As with every such sweeping comment however, there has to be exceptions – wines that people use to argue against such statements, responding with a ‘you’re wrong, see, look at how good this wine is’ sort of fashion. Contradictory wines, if you will. Phoenix wines even (in some cases).
And this Izway is the perfect example.
Made with no new oak, and minimal sulphur, it comes as quite a shock to see how fresh it still is. It looks positively vibrant in the glass in fact, with a deep purple colour that looks more like one of Andrew ‘Thommo’ Thomas’s single vineyard Shiraz barrel samples than a hot year Barossan Shiraz.

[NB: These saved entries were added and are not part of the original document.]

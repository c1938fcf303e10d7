//! Runtime Config - 플러그인 런타임 설정
//!
//! 글로벌(`<config_dir>/hive/runtime.toml`) → 프로젝트(`./.hive/runtime.toml`)
//! 순서로 병합합니다. 나중 값이 우선하며, 파일이 없으면 건너뜁니다.

use crate::{Error, Result};
use serde::{Deserialize, Serialize};
use std::path::Path;
use std::time::Duration;
use tracing::debug;

/// 설정 파일명
pub const RUNTIME_CONFIG_FILE: &str = "runtime.toml";

/// 설정 디렉토리 이름 (글로벌: `<config_dir>/hive`, 프로젝트: `.hive`)
pub const CONFIG_DIR_NAME: &str = "hive";

// ============================================================================
// RuntimeConfig
// ============================================================================

#[derive(Debug, Clone, PartialEq, Serialize, Deserialize)]
#[serde(rename_all = "camelCase", default)]
pub struct RuntimeConfig {
    /// 모듈 탐색 디렉토리 (경로 템플릿 허용)
    pub plugin_paths: Vec<String>,

    /// 라이프사이클 훅 실패를 호출자에게 전파할지 여부
    pub stop_on_cycle_error: bool,

    /// unload_system 워치독 시간 (초)
    pub unload_timeout_secs: u64,

    /// 플러그인 스레드 / 내부 실행 스레드 join 제한 시간 (초)
    pub join_timeout_secs: u64,

    /// ready 핸드셰이크 대기 제한 시간 (초)
    pub ready_timeout_secs: u64,

    /// 매니저 메인 루프 주기적 wake 간격 (밀리초)
    pub loop_wake_interval_ms: u64,

    pub log_level: String,

    /// 플러그인 설정 저장소 루트
    pub configuration_paths: ConfigurationPaths,

    /// 감지된 플랫폼 대신 사용할 값
    #[serde(skip_serializing_if = "Option::is_none")]
    pub platform: Option<String>,
}

/// 플러그인 설정 저장소 루트 (경로 템플릿 허용)
#[derive(Debug, Clone, Default, PartialEq, Serialize, Deserialize)]
#[serde(rename_all = "camelCase", default)]
pub struct ConfigurationPaths {
    #[serde(skip_serializing_if = "Option::is_none")]
    pub global: Option<String>,

    #[serde(skip_serializing_if = "Option::is_none")]
    pub project: Option<String>,
}

impl Default for RuntimeConfig {
    fn default() -> Self {
        Self {
            plugin_paths: Vec::new(),
            stop_on_cycle_error: true,
            unload_timeout_secs: 600,
            join_timeout_secs: 600,
            ready_timeout_secs: 600,
            loop_wake_interval_ms: 1000,
            log_level: "info".to_string(),
            configuration_paths: ConfigurationPaths::default(),
            platform: None,
        }
    }
}

impl RuntimeConfig {
    pub fn new() -> Self {
        Self::default()
    }

    // ========================================================================
    // Load
    // ========================================================================

    /// 글로벌 + 프로젝트 병합 로드
    pub fn load() -> Result<Self> {
        let global = dirs::config_dir().map(|dir| dir.join(CONFIG_DIR_NAME));
        let project = std::env::current_dir()
            .ok()
            .map(|dir| dir.join(format!(".{}", CONFIG_DIR_NAME)));

        Self::load_from_dirs(global.as_deref(), project.as_deref())
    }

    /// 주어진 디렉토리들의 `runtime.toml`을 순서대로 병합
    pub fn load_from_dirs(global: Option<&Path>, project: Option<&Path>) -> Result<Self> {
        let mut merged = toml::Table::new();

        for dir in [global, project].into_iter().flatten() {
            let path = dir.join(RUNTIME_CONFIG_FILE);
            if !path.exists() {
                continue;
            }
            debug!(path = %path.display(), "Loading runtime config");
            let content = std::fs::read_to_string(&path)?;
            let table: toml::Table = toml::from_str(&content)?;
            merge_tables(&mut merged, table);
        }

        Ok(toml::Value::Table(merged).try_into()?)
    }

    /// 단일 파일 로드 (`.toml` 또는 `.json`)
    pub fn from_file(path: impl AsRef<Path>) -> Result<Self> {
        let path = path.as_ref();
        let content = std::fs::read_to_string(path)
            .map_err(|e| Error::Config(format!("Failed to read {}: {}", path.display(), e)))?;

        match path.extension().and_then(|ext| ext.to_str()) {
            Some("json") => Ok(serde_json::from_str(&content)?),
            Some("toml") | None => Ok(toml::from_str(&content)?),
            Some(other) => Err(Error::Config(format!(
                "Unsupported config format '{}': {}",
                other,
                path.display()
            ))),
        }
    }

    /// 파일 설정을 덮어씀 (other가 우선, 기본값이 아닌 항목만)
    pub fn merge(&mut self, other: RuntimeConfig) {
        let defaults = RuntimeConfig::default();

        if !other.plugin_paths.is_empty() {
            self.plugin_paths = other.plugin_paths;
        }
        if other.stop_on_cycle_error != defaults.stop_on_cycle_error {
            self.stop_on_cycle_error = other.stop_on_cycle_error;
        }
        if other.unload_timeout_secs != defaults.unload_timeout_secs {
            self.unload_timeout_secs = other.unload_timeout_secs;
        }
        if other.join_timeout_secs != defaults.join_timeout_secs {
            self.join_timeout_secs = other.join_timeout_secs;
        }
        if other.ready_timeout_secs != defaults.ready_timeout_secs {
            self.ready_timeout_secs = other.ready_timeout_secs;
        }
        if other.loop_wake_interval_ms != defaults.loop_wake_interval_ms {
            self.loop_wake_interval_ms = other.loop_wake_interval_ms;
        }
        if other.log_level != defaults.log_level {
            self.log_level = other.log_level;
        }
        if other.configuration_paths.global.is_some() {
            self.configuration_paths.global = other.configuration_paths.global;
        }
        if other.configuration_paths.project.is_some() {
            self.configuration_paths.project = other.configuration_paths.project;
        }
        if other.platform.is_some() {
            self.platform = other.platform;
        }
    }

    // ========================================================================
    // Duration accessors
    // ========================================================================

    pub fn unload_timeout(&self) -> Duration {
        Duration::from_secs(self.unload_timeout_secs)
    }

    pub fn join_timeout(&self) -> Duration {
        Duration::from_secs(self.join_timeout_secs)
    }

    pub fn ready_timeout(&self) -> Duration {
        Duration::from_secs(self.ready_timeout_secs)
    }

    pub fn loop_wake_interval(&self) -> Duration {
        Duration::from_millis(self.loop_wake_interval_ms.max(1))
    }

    // ========================================================================
    // Builder
    // ========================================================================

    pub fn plugin_path(mut self, path: impl Into<String>) -> Self {
        self.plugin_paths.push(path.into());
        self
    }

    pub fn stop_on_cycle_error(mut self, stop: bool) -> Self {
        self.stop_on_cycle_error = stop;
        self
    }

    pub fn ready_timeout_secs(mut self, secs: u64) -> Self {
        self.ready_timeout_secs = secs;
        self
    }

    pub fn join_timeout_secs(mut self, secs: u64) -> Self {
        self.join_timeout_secs = secs;
        self
    }

    pub fn unload_timeout_secs(mut self, secs: u64) -> Self {
        self.unload_timeout_secs = secs;
        self
    }

    pub fn loop_wake_interval_ms(mut self, ms: u64) -> Self {
        self.loop_wake_interval_ms = ms;
        self
    }

    pub fn configuration_paths(
        mut self,
        global: Option<impl Into<String>>,
        project: Option<impl Into<String>>,
    ) -> Self {
        self.configuration_paths = ConfigurationPaths {
            global: global.map(Into::into),
            project: project.map(Into::into),
        };
        self
    }

    pub fn platform(mut self, platform: impl Into<String>) -> Self {
        self.platform = Some(platform.into());
        self
    }
}

/// 테이블 재귀 병합 (overlay 우선)
fn merge_tables(base: &mut toml::Table, overlay: toml::Table) {
    for (key, value) in overlay {
        match (base.get_mut(&key), value) {
            (Some(toml::Value::Table(existing)), toml::Value::Table(incoming)) => {
                merge_tables(existing, incoming);
            }
            (_, value) => {
                base.insert(key, value);
            }
        }
    }
}

#[cfg(test)]
mod tests {
    use super::*;
    use tempfile::TempDir;

    #[test]
    fn test_defaults() {
        let config = RuntimeConfig::new();
        assert!(config.stop_on_cycle_error);
        assert_eq!(config.unload_timeout(), Duration::from_secs(600));
        assert_eq!(config.join_timeout(), Duration::from_secs(600));
        assert_eq!(config.loop_wake_interval(), Duration::from_secs(1));
        assert_eq!(config.log_level, "info");
    }

    #[test]
    fn test_project_overrides_global() {
        let global = TempDir::new().unwrap();
        let project = TempDir::new().unwrap();

        std::fs::write(
            global.path().join(RUNTIME_CONFIG_FILE),
            r#"
pluginPaths = ["/global/plugins"]
readyTimeoutSecs = 30
logLevel = "debug"

[configurationPaths]
global = "/etc/hive"
"#,
        )
        .unwrap();
        std::fs::write(
            project.path().join(RUNTIME_CONFIG_FILE),
            r#"
readyTimeoutSecs = 5
stopOnCycleError = false

[configurationPaths]
project = "./conf"
"#,
        )
        .unwrap();

        let config =
            RuntimeConfig::load_from_dirs(Some(global.path()), Some(project.path())).unwrap();

        assert_eq!(config.plugin_paths, vec!["/global/plugins"]);
        assert_eq!(config.ready_timeout_secs, 5);
        assert_eq!(config.log_level, "debug");
        assert!(!config.stop_on_cycle_error);
        assert_eq!(config.configuration_paths.global.as_deref(), Some("/etc/hive"));
        assert_eq!(config.configuration_paths.project.as_deref(), Some("./conf"));
    }

    #[test]
    fn test_missing_files_are_defaults() {
        let empty = TempDir::new().unwrap();
        let config = RuntimeConfig::load_from_dirs(Some(empty.path()), None).unwrap();
        assert_eq!(config, RuntimeConfig::default());
    }

    #[test]
    fn test_from_json_file() {
        let dir = TempDir::new().unwrap();
        let path = dir.path().join("runtime.json");
        std::fs::write(&path, r#"{"joinTimeoutSecs": 3, "platform": "linux"}"#).unwrap();

        let config = RuntimeConfig::from_file(&path).unwrap();
        assert_eq!(config.join_timeout_secs, 3);
        assert_eq!(config.platform.as_deref(), Some("linux"));
        assert_eq!(config.unload_timeout_secs, 600);
    }

    #[test]
    fn test_merge_keeps_unset_fields() {
        let mut base = RuntimeConfig::new().plugin_path("/a").ready_timeout_secs(10);
        base.merge(RuntimeConfig::new().stop_on_cycle_error(false));

        assert_eq!(base.plugin_paths, vec!["/a"]);
        assert_eq!(base.ready_timeout_secs, 10);
        assert!(!base.stop_on_cycle_error);
    }
}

It smells bloody good too. Seriously inviting even, with choc moccha, currants, very ripe berries and some tarry licorice. Intensity squared on that nose. It smells of supercharged tiny berries really, the sort that Chris Ringland grows on his Flaxmans Valley vineyard. Seriously fine Shiraz grapes no question.
It tastes of tiny berries too, jammy but not over the top, the first hints of raisining giving this a slightly tarry slickness that works. It’s a curranty palate too, super intense and dry, with a real plum essence thang to it that is interesting to say the least. Those tannins are intense too, grainy and long and well backed by chocolatey wood. Tannins that again suggests small berries and a notable skin to juice ratio. Winning tannins.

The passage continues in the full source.